use super::CostFn;
use crate::tensor::Tensor;

const EPSILON: f32 = 1e-8;

/// Categorical cross entropy, meant to follow a softmax output.
#[derive(Default, Clone, Copy)]
pub struct CrossEntropy;

impl CostFn for CrossEntropy {
    fn evaluate(&self, pred: &Tensor, target: &Tensor) -> f32 {
        let sum: f32 = pred
            .as_slice()
            .iter()
            .zip(target.as_slice())
            .filter(|&(_, &t)| t != 0.)
            .map(|(p, t)| t * p.ln())
            .sum();

        -sum
    }

    fn gradient(&self, pred: &mut Tensor, target: &Tensor) {
        pred.as_mut_slice()
            .iter_mut()
            .zip(target.as_slice())
            .for_each(|(p, t)| *p = -t / (*p + EPSILON));
    }
}
use rand::Rng;
use rand_distr::Distribution;

use super::ActivationCache;
use crate::{
    MlErr, Result,
    initialization::PolarNormal,
    optimization::{Optimizer, ParamChange},
    storage::TensorList,
    tensor::{Shape, Tensor},
};

/// The gradient accumulators of a dense layer, present only in training mode.
#[derive(Debug, Clone)]
struct DenseChanges {
    weight: ParamChange,
    bias: ParamChange,
}

/// A fully connected layer, `y = x · W + b` for a row vector `x`.
///
/// Keeps a transposed copy of `W` for the backward pass, refreshed on every parameter change.
#[derive(Debug, Clone)]
pub struct Dense {
    input_size: usize,
    size: usize,
    weight: Tensor,
    bias: Tensor,
    weight_t: Tensor,
    changes: Option<DenseChanges>,
}

impl Dense {
    /// Creates a new `Dense` layer with random weights and zeroed biases.
    ///
    /// # Arguments
    /// * `input_size` - The width of the incoming row vectors.
    /// * `size` - The amount of neurons, the width of the output.
    /// * `training_mode` - Whether to allocate the gradient accumulators.
    /// * `rng` - The generator the weights are drawn from.
    ///
    /// # Returns
    /// A new `Dense` instance.
    pub fn new<R: Rng + ?Sized>(
        input_size: usize,
        size: usize,
        training_mode: bool,
        rng: &mut R,
    ) -> Self {
        let weight_shape = Shape::d2(size, input_size);
        let bias_shape = Shape::d1(size);

        let scale = 1. / (size as f32).sqrt();
        let mut weight = Tensor::new(weight_shape);
        for w in weight.as_mut_slice() {
            *w = PolarNormal.sample(rng) * scale;
        }

        let mut dense = Self {
            input_size,
            size,
            weight,
            bias: Tensor::new(bias_shape),
            weight_t: Tensor::new(weight_shape.transposed()),
            changes: training_mode.then(|| DenseChanges {
                weight: ParamChange::new(weight_shape),
                bias: ParamChange::new(bias_shape),
            }),
        };

        dense.refresh_transpose();
        dense
    }

    pub fn input_shape(&self) -> Shape {
        Shape::d1(self.input_size)
    }

    pub fn output_shape(&self) -> Shape {
        Shape::d1(self.size)
    }

    pub fn size(&self) -> usize {
        self.size
    }

    pub fn weight(&self) -> &Tensor {
        &self.weight
    }

    pub fn bias(&self) -> &Tensor {
        &self.bias
    }

    /// The amount of trainable parameters of this layer.
    pub fn param_count(&self) -> usize {
        self.weight.size() + self.bias.size()
    }

    /// The shapes of the gradients `backprop` writes to, weight first.
    pub fn grad_shapes(&self) -> [Shape; 2] {
        [self.weight.shape(), self.bias.shape()]
    }

    /// The accumulated gradients, if the layer was built for training.
    pub fn changes(&self) -> Option<[&ParamChange; 2]> {
        self.changes
            .as_ref()
            .map(|changes| [&changes.weight, &changes.bias])
    }

    pub fn feedforward(&self, x: &mut Tensor, cache: Option<&mut ActivationCache>) -> Result<()> {
        if x.shape() != self.input_shape() {
            return Err(MlErr::ShapeMismatch {
                what: "dense feedforward",
                got: x.shape(),
                expected: self.input_shape(),
            });
        }

        if let Some(cache) = cache {
            if self.changes.is_some() {
                cache.push(x.clone());
            }
        }

        x.dot_ip(&self.weight)?;
        x.add_ip(&self.bias)
    }

    /// Turns `delta` into the gradient with respect to this layer's input.
    ///
    /// # Arguments
    /// * `delta` - The gradient with respect to this layer's output.
    /// * `cache` - The cache the matching `feedforward` pushed the input to.
    /// * `grads` - The weight and bias gradients to add this sample's contribution to.
    pub fn backprop(
        &self,
        delta: &mut Tensor,
        cache: &mut ActivationCache,
        grads: &mut [Tensor],
    ) -> Result<()> {
        let len = grads.len();
        let [weight_grad, bias_grad] = grads else {
            return Err(MlErr::SizeMismatch {
                what: "dense gradients",
                got: len,
                expected: 2,
            });
        };

        if delta.shape() != self.output_shape() {
            return Err(MlErr::ShapeMismatch {
                what: "dense backprop",
                got: delta.shape(),
                expected: self.output_shape(),
            });
        }

        let mut input = cache.pop("dense")?;
        input.transpose();

        weight_grad.add_ip(&input.dot(delta)?)?;
        bias_grad.add_ip(delta)?;
        delta.dot_ip(&self.weight_t)
    }

    /// Adds a worker's gradients to the accumulators.
    pub fn accumulate(&mut self, grads: &[Tensor]) -> Result<()> {
        let len = grads.len();
        let [weight_grad, bias_grad] = grads else {
            return Err(MlErr::SizeMismatch {
                what: "dense gradients",
                got: len,
                expected: 2,
            });
        };

        if let Some(changes) = &mut self.changes {
            changes.weight.accumulate(weight_grad)?;
            changes.bias.accumulate(bias_grad)?;
        }

        Ok(())
    }

    pub fn apply_changes<O>(&mut self, optimizer: &O) -> Result<()>
    where
        O: Optimizer + ?Sized,
    {
        let Some(changes) = &mut self.changes else {
            return Ok(());
        };

        changes.weight.apply(optimizer, &mut self.weight)?;
        changes.bias.apply(optimizer, &mut self.bias)?;
        self.refresh_transpose();
        Ok(())
    }

    pub fn save(&self, list: &mut TensorList, index: usize) {
        list.insert(format!("weight_{index}"), self.weight.clone());
        list.insert(format!("bias_{index}"), self.bias.clone());
    }

    /// Replaces the parameters with `weight_<index>` and `bias_<index>` from `list`.
    ///
    /// # Returns
    /// An error if a tensor is missing or has the wrong shape, in which case nothing changes.
    pub fn load(&mut self, list: &TensorList, index: usize) -> Result<()> {
        let weight = list.get(&format!("weight_{index}"))?;
        let bias = list.get(&format!("bias_{index}"))?;

        for (what, got, expected) in [
            ("dense weight", weight.shape(), self.weight.shape()),
            ("dense bias", bias.shape(), self.bias.shape()),
        ] {
            if got != expected {
                return Err(MlErr::ShapeMismatch {
                    what,
                    got,
                    expected,
                });
            }
        }

        self.weight = weight.clone();
        self.bias = bias.clone();
        self.refresh_transpose();
        Ok(())
    }

    fn refresh_transpose(&mut self) {
        self.weight_t = self.weight.clone();
        self.weight_t.transpose();
    }
}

———

* Task requirements *
A verbatim output of all the data above is needed.

* Answer section *
use super::CostFn;
use crate::tensor::Tensor;

const EPSILON: f32 = 1e-8;

/// Categorical cross entropy, meant to follow a softmax output.
#[derive(Default, Clone, Copy)]
pub struct CrossEntropy;

impl CostFn for CrossEntropy {
    fn evaluate(&self, pred: &Tensor, target: &Tensor) -> f32 {
        let sum: f32 = pred
            .as_slice()
            .iter()
            .zip(target.as_slice())
            .filter(|&(_, &t)| t != 0.)
            .map(|(p, t)| t * p.ln())
            .sum();

        -sum
    }

    fn gradient(&self, pred: &mut Tensor, target: &Tensor) {
        pred.as_mut_slice()
            .iter_mut()
            .zip(target.as_slice())
            .for_each(|(p, t)| *p = -t / (*p + EPSILON));
    }
}
use rand::Rng;
use rand_distr::Distribution;

use super::ActivationCache;
use crate::{
    MlErr, Result,
    initialization::PolarNormal,
    optimization::{Optimizer, ParamChange},
    storage::TensorList,
    tensor::{Shape, Tensor},
};

/// The gradient accumulators of a dense layer, present only in training mode.
#[derive(Debug, Clone)]
struct DenseChanges {
    weight: ParamChange,
    bias: ParamChange,
}

/// A fully connected layer, `y = x · W + b` for a row vector `x`.
///
/// Keeps a transposed copy of `W` for the backward pass, refreshed on every parameter change.
#[derive(Debug, Clone)]
pub struct Dense {
    input_size: usize,
    size: usize,
    weight: Tensor,
    bias: Tensor,
    weight_t: Tensor,
    changes: Option<DenseChanges>,
}

impl Dense {
    /// Creates a new `Dense` layer with random weights and zeroed biases.
    ///
    /// # Arguments
    /// * `input_size` - The width of the incoming row vectors.
    /// * `size` - The amount of neurons, the width of the output.
    /// * `training_mode` - Whether to allocate the gradient accumulators.
    /// * `rng` - The generator the weights are drawn from.
    ///
    /// # Returns
    /// A new `Dense` instance.
    pub fn new<R: Rng + ?Sized>(
        input_size: usize,
        size: usize,
        training_mode: bool,
        rng: &mut R,
    ) -> Self {
        let weight_shape = Shape::d2(size, input_size);
        let bias_shape = Shape::d1(size);

        let scale = 1. / (size as f32).sqrt();
        let mut weight = Tensor::new(weight_shape);
        for w in weight.as_mut_slice() {
            *w = PolarNormal.sample(rng) * scale;
        }

        let mut dense = Self {
            input_size,
            size,
            weight,
            bias: Tensor::new(bias_shape),
            weight_t: Tensor::new(weight_shape.transposed()),
            changes: training_mode.then(|| DenseChanges {
                weight: ParamChange::new(weight_shape),
                bias: ParamChange::new(bias_shape),
            }),
        };

        dense.refresh_transpose();
        dense
    }

    pub fn input_shape(&self) -> Shape {
        Shape::d1(self.input_size)
    }

    pub fn output_shape(&self) -> Shape {
        Shape::d1(self.size)
    }

    pub fn size(&self) -> usize {
        self.size
    }

    pub fn weight(&self) -> &Tensor {
        &self.weight
    }

    pub fn bias(&self) -> &Tensor {
        &self.bias
    }

    /// The amount of trainable parameters of this layer.
    pub fn param_count(&self) -> usize {
        self.weight.size() + self.bias.size()
    }

    /// The shapes of the gradients `backprop` writes to, weight first.
    pub fn grad_shapes(&self) -> [Shape; 2] {
        [self.weight.shape(), self.bias.shape()]
    }

    /// The accumulated gradients, if the layer was built for training.
    pub fn changes(&self) -> Option<[&ParamChange; 2]> {
        self.changes
            .as_ref()
            .map(|changes| [&changes.weight, &changes.bias])
    }

    pub fn feedforward(&self, x: &mut Tensor, cache: Option<&mut ActivationCache>) -> Result<()> {
        if x.shape() != self.input_shape() {
            return Err(MlErr::ShapeMismatch {
                what: "dense feedforward",
                got: x.shape(),
                expected: self.input_shape(),
            });
        }

        if let Some(cache) = cache {
            if self.changes.is_some() {
                cache.push(x.clone());
            }
        }

        x.dot_ip(&self.weight)?;
        x.add_ip(&self.bias)
    }

    /// Turns `delta` into the gradient with respect to this layer's input.
    ///
    /// # Arguments
    /// * `delta` - The gradient with respect to this layer's output.
    /// * `cache` - The cache the matching `feedforward` pushed the input to.
    /// * `grads` - The weight and bias gradients to add this sample's contribution to.
    pub fn backprop(
        &self,
        delta: &mut Tensor,
        cache: &mut ActivationCache,
        grads: &mut [Tensor],
    ) -> Result<()> {
        let len = grads.len();
        let [weight_grad, bias_grad] = grads else {
            return Err(MlErr::SizeMismatch {
                what: "dense gradients",
                got: len,
                expected: 2,
            });
        };

        if delta.shape() != self.output_shape() {
            return Err(MlErr::ShapeMismatch {
                what: "dense backprop",
                got: delta.shape(),
                expected: self.output_shape(),
            });
        }

        let mut input = cache.pop("dense")?;
        input.transpose();

        weight_grad.add_ip(&input.dot(delta)?)?;
        bias_grad.add_ip(delta)?;
        delta.dot_ip(&self.weight_t)
    }

    /// Adds a worker's gradients to the accumulators.
    pub fn accumulate(&mut self, grads: &[Tensor]) -> Result<()> {
        let len = grads.len();
        let [weight_grad, bias_grad] = grads else {
            return Err(MlErr::SizeMismatch {
                what: "dense gradients",
                got: len,
                expected: 2,
            });
        };

        if let Some(changes) = &mut self.changes {
            changes.weight.accumulate(weight_grad)?;
            changes.bias.accumulate(bias_grad)?;
        }

        Ok(())
    }

    pub fn apply_changes<O>(&mut self, optimizer: &O) -> Result<()>
    where
        O: Optimizer + ?Sized,
    {
        let Some(changes) = &mut self.changes else {
            return Ok(());
        };

        changes.weight.apply(optimizer, &mut self.weight)?;
        changes.bias.apply(optimizer, &mut self.bias)?;
        self.refresh_transpose();
        Ok(())
    }

    pub fn save(&self, list: &mut TensorList, index: usize) {
        list.insert(format!("weight_{index}"), self.weight.clone());
        list.insert(format!("bias_{index}"), self.bias.clone());
    }

    /// Replaces the parameters with `weight_<index>` and `bias_<index>` from `list`.
    ///
    /// # Returns
    /// An error if a tensor is missing or has the wrong shape, in which case nothing changes.
    pub fn load(&mut self, list: &TensorList, index: usize) -> Result<()> {
        let weight = list.get(&format!("weight_{index}"))?;
        let bias = list.get(&format!("bias_{index}"))?;

        for (what, got, expected) in [
            ("dense weight", weight.shape(), self.weight.shape()),
            ("dense bias", bias.shape(), self.bias.shape()),
        ] {
            if got != expected {
                return Err(MlErr::ShapeMismatch {
                    what,
                    got,
                    expected,
                });
            }
        }

        self.weight = weight.clone();
        self.bias = bias.clone();
        self.refresh_transpose();
        Ok(())
    }

    fn refresh_transpose(&mut self) {
        self.weight_t = self.weight.clone();
        self.weight_t.transpose();
    }
}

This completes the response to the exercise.